From the 1914 volume Yosemite and its High Sierra by John H. Williams, the following passage is reproduced along with a large gatefold halftone (p. 16) of this monumental landscape photograph: The Gates of Yosemite by Arthur C. Pillsbury (1870–1946):
Soon, quitting the narrow, cluttered wildness of the lower river, the newcomer is face to face with the ordered peace and glory of Yosemite itself. Gratefully, silently, he breathes the very magic of the Enchanted Valley. For here, fully spread before him, is that combination of sylvan charm with stupendous natural phenomena which makes Yosemite unique among Earth’s great pictures. He sees the cañon’s level floor, telling of an ancient glacial lake that has given place to wide, grassy meadows; fields of glad mountain flowers; forests of many greens and lavenders; the fascination of the winding Merced, and, gleaming high above this world of gentle loveliness, the amazing gray face of El Capitan, while Pohono drops from a ‘hanging valley’ superbly sculptured, and so beautiful that he may well deem it the noblest setting Nature has given to any of her famous waterfalls. (p. 66)

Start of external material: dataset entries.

//! Binary STL import/export for [`TriMesh`].
//!
//! STL is the interchange format across the process boundary: the
//! orchestrator exports the solid to a temporary STL file and the engine
//! imports it. Binary STL carries a per-facet normal; on export it is derived
//! from the winding order, and on import it is ignored in favor of
//! recomputing from the vertices (files in the wild often carry zeroed or
//! stale normals).

use crate::float_types::Real;
use crate::mesh::{TriMesh, Triangle};
use nalgebra::{Point3, Vector3};
use std::fs::File;
use std::io::{BufReader, BufWriter, Read, Seek, Write};
use std::path::Path;

/// Serialize `mesh` as binary STL into `out`.
pub fn write_stl<W: Write>(mesh: &TriMesh, out: &mut W) -> std::io::Result<()> {
    let mut triangles = Vec::with_capacity(mesh.triangle_count());
    for tri in &mesh.triangles {
        let n = tri.normal().unwrap_or_else(Vector3::z);
        triangles.push(stl_io::Triangle {
            normal: stl_io::Normal::new([n.x as f32, n.y as f32, n.z as f32]),
            vertices: tri.vertices().map(|p| {
                stl_io::Vertex::new([p.x as f32, p.y as f32, p.z as f32])
            }),
        });
    }
    stl_io::write_stl(out, triangles.iter())
}

/// Write `mesh` to `path` as binary STL.
pub fn write_stl_file(mesh: &TriMesh, path: &Path) -> std::io::Result<()> {
    let mut out = BufWriter::new(File::create(path)?);
    write_stl(mesh, &mut out)?;
    out.flush()
}

/// Deserialize an STL stream (binary or ASCII) into a [`TriMesh`].
pub fn read_stl<R: Read + Seek>(input: &mut R) -> std::io::Result<TriMesh> {
    let reader = stl_io::create_stl_reader(input)?;
    let mut triangles = Vec::new();
    for tri in reader {
        let tri = tri?;
        let p = |i: usize| {
            Point3::new(
                tri.vertices[i][0] as Real,
                tri.vertices[i][1] as Real,
                tri.vertices[i][2] as Real,
            )
        };
        triangles.push(Triangle::new(p(0), p(1), p(2)));
    }
    Ok(TriMesh::from_triangles(triangles))
}

/// Read an STL file from `path`.
pub fn read_stl_file(path: &Path) -> std::io::Result<TriMesh> {
    let mut input = BufReader::new(File::open(path)?);
    read_stl(&mut input)
}

#[cfg(test)]
mod tests {
    use super::*;
    use crate::solid;
    use std::io::Cursor;

    #[test]
    fn round_trip_preserves_geometry() {
        let cone = solid::cone(10.0, 20.0, 64);

        let mut bytes = Vec::new();
        write_stl(&cone, &mut bytes).unwrap();
        let restored = read_stl(&mut Cursor::new(bytes)).unwrap();

        assert_eq!(restored.triangle_count(), cone.triangle_count());
        let (a, b) = (
            cone.bounding_box().unwrap(),
            restored.bounding_box().unwrap(),
        );
        // Vertices pass through f32, so compare at single precision.
        assert!((a.mins - b.mins).norm() < 1e-5);
        assert!((a.maxs - b.maxs).norm() < 1e-5);
    }

    #[test]
    fn empty_mesh_round_trips_to_empty() {
        let mut bytes = Vec::new();
        write_stl(&TriMesh::default(), &mut bytes).unwrap();
        let restored = read_stl(&mut Cursor::new(bytes)).unwrap();
        assert!(restored.is_empty());
    }
}
//! Model-definition loading.
//!
//! A model definition is a TOML file whose `[solid]` table names a primitive
//! and its dimensions. From the renderer's point of view the modeling step is
//! an opaque producer: a definition either yields one triangulated solid or
//! fails. The file must define its output explicitly — a definition without a
//! `[solid]` table is rejected, not defaulted.
//!
//! ```toml
//! [solid]
//! kind = "cone"
//! bottom_radius = 10.0
//! height = 20.0
//! ```

use crate::errors::ModelError;
use crate::float_types::Real;
use crate::mesh::TriMesh;
use crate::solid;
use serde::Deserialize;
use std::fs;
use std::path::Path;
use tracing::debug;

#[derive(Debug, Deserialize)]
struct ModelFile {
    solid: Option<SolidDef>,
}

/// The solid described by a model definition.
///
/// Curved primitives may pin their own `segments`; otherwise tessellation
/// density comes from the export tolerance via
/// [`solid::segments_for_radius`].
#[derive(Debug, Clone, Deserialize)]
#[serde(tag = "kind", rename_all = "snake_case")]
pub enum SolidDef {
    Cone {
        bottom_radius: Real,
        #[serde(default)]
        top_radius: Real,
        height: Real,
        segments: Option<usize>,
    },
    Cylinder {
        radius: Real,
        height: Real,
        segments: Option<usize>,
    },
    Cuboid {
        width: Real,
        depth: Real,
        height: Real,
    },
    Sphere {
        radius: Real,
        segments: Option<usize>,
    },
}

impl SolidDef {
    /// Tessellate the definition into a mesh.
    pub fn build(&self) -> TriMesh {
        match *self {
            SolidDef::Cone {
                bottom_radius,
                top_radius,
                height,
                segments,
            } => {
                let segments = segments
                    .unwrap_or_else(|| solid::segments_for_radius(bottom_radius.max(top_radius)));
                solid::frustum(bottom_radius, top_radius, height, segments)
            },
            SolidDef::Cylinder {
                radius,
                height,
                segments,
            } => {
                let segments = segments.unwrap_or_else(|| solid::segments_for_radius(radius));
                solid::cylinder(radius, height, segments)
            },
            SolidDef::Cuboid {
                width,
                depth,
                height,
            } => solid::cuboid(width, depth, height),
            SolidDef::Sphere { radius, segments } => {
                let segments = segments.unwrap_or_else(|| solid::segments_for_radius(radius));
                solid::sphere(radius, segments, (segments / 2).max(2))
            },
        }
    }
}

/// Load a model definition and produce its solid.
pub fn load_model(path: &Path) -> Result<TriMesh, ModelError> {
    let text = fs::read_to_string(path).map_err(|source| ModelError::Read {
        path: path.to_path_buf(),
        source,
    })?;
    let file: ModelFile = toml::from_str(&text).map_err(|source| ModelError::Parse {
        path: path.to_path_buf(),
        source,
    })?;
    let def = file.solid.ok_or_else(|| ModelError::MissingSolid {
        path: path.to_path_buf(),
    })?;
    debug!(?def, "model definition loaded");
    Ok(def.build())
}

#[cfg(test)]
mod tests {
    use super::*;

    #[test]
    fn cone_definition_builds() {
        let def: ModelFile = toml::from_str(
            r#"
            [solid]
            kind = "cone"
            bottom_radius = 10.0
            height = 20.0
            "#,
        )
        .unwrap();
        let mesh = def.solid.unwrap().build();
        assert!(!mesh.is_empty());
        let aabb = mesh.bounding_box().unwrap();
        assert!((aabb.maxs.z - 20.0).abs() < 1e-12);
    }

    #[test]
    fn unknown_kind_is_a_parse_error() {
        let parsed: Result<ModelFile, _> = toml::from_str(
            r#"
            [solid]
            kind = "teapot"
            "#,
        );
        assert!(parsed.is_err());
    }

    #[test]
    fn missing_solid_table_is_detected() {
        let parsed: ModelFile = toml::from_str("title = \"nothing here\"").unwrap();
        assert!(parsed.solid.is_none());
    }
}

Print notes/Condition: Imprinted within lower right margin of photograph recto: Pillsbury’s Pictures. No. 14406; .7cm loss of lower margin due to probable framing extending to center point of print; Keer’s framing order # in graphite at lower right corner of print margin: 2479 – (2)
Provenance: Acquired by PhotoSeed in April, 2020 from a Kenilworth, NJ dealer, who believed they came from a wealthy Philadelphia estate. Part of a matched pair of Pillsbury photographs, they were framed c. 1915-20 by the important Newark, N.J. art dealers Frederick Keer’s Sons, located at 917 Broad St. On the verso of one of the frames when purchased was a partial Keer’s Sons label. “Newark museum trustee Frederick Keer quoted John Ruskin’s eulogies to “workmanship” in the promotional literature for his art gallery on Broad Street and promoted Tiffany lamps and glass, Rookwood pottery, and Stickley’s chairs as edifying” : From: Made in Newark: Cultivating Industrial Arts and Civic Identity in the Progressive Era – p. 25. Background: From around the 1870’s, a known surviving stereoview image was imprinted: Frederick Keer “Books, Stationery, Drawing and Artists Materials, Engravings, American and Foreign Chromos 874 Broad Street, Newark, N.J.” From 1888-1899, Keer’s Sons sold photographic supplies at this same address. The 1906 Board of Trade yearbook for the city of Newark now lists the firm as “Art Dealers” and located at 917 Broad St. in Newark; from at least 1910-15 they were an authorized dealer in the pages of the Gustav Stickley Craftsman Furniture Catalogs. In 1909, Keer was a founding trustee for the Newark Museum.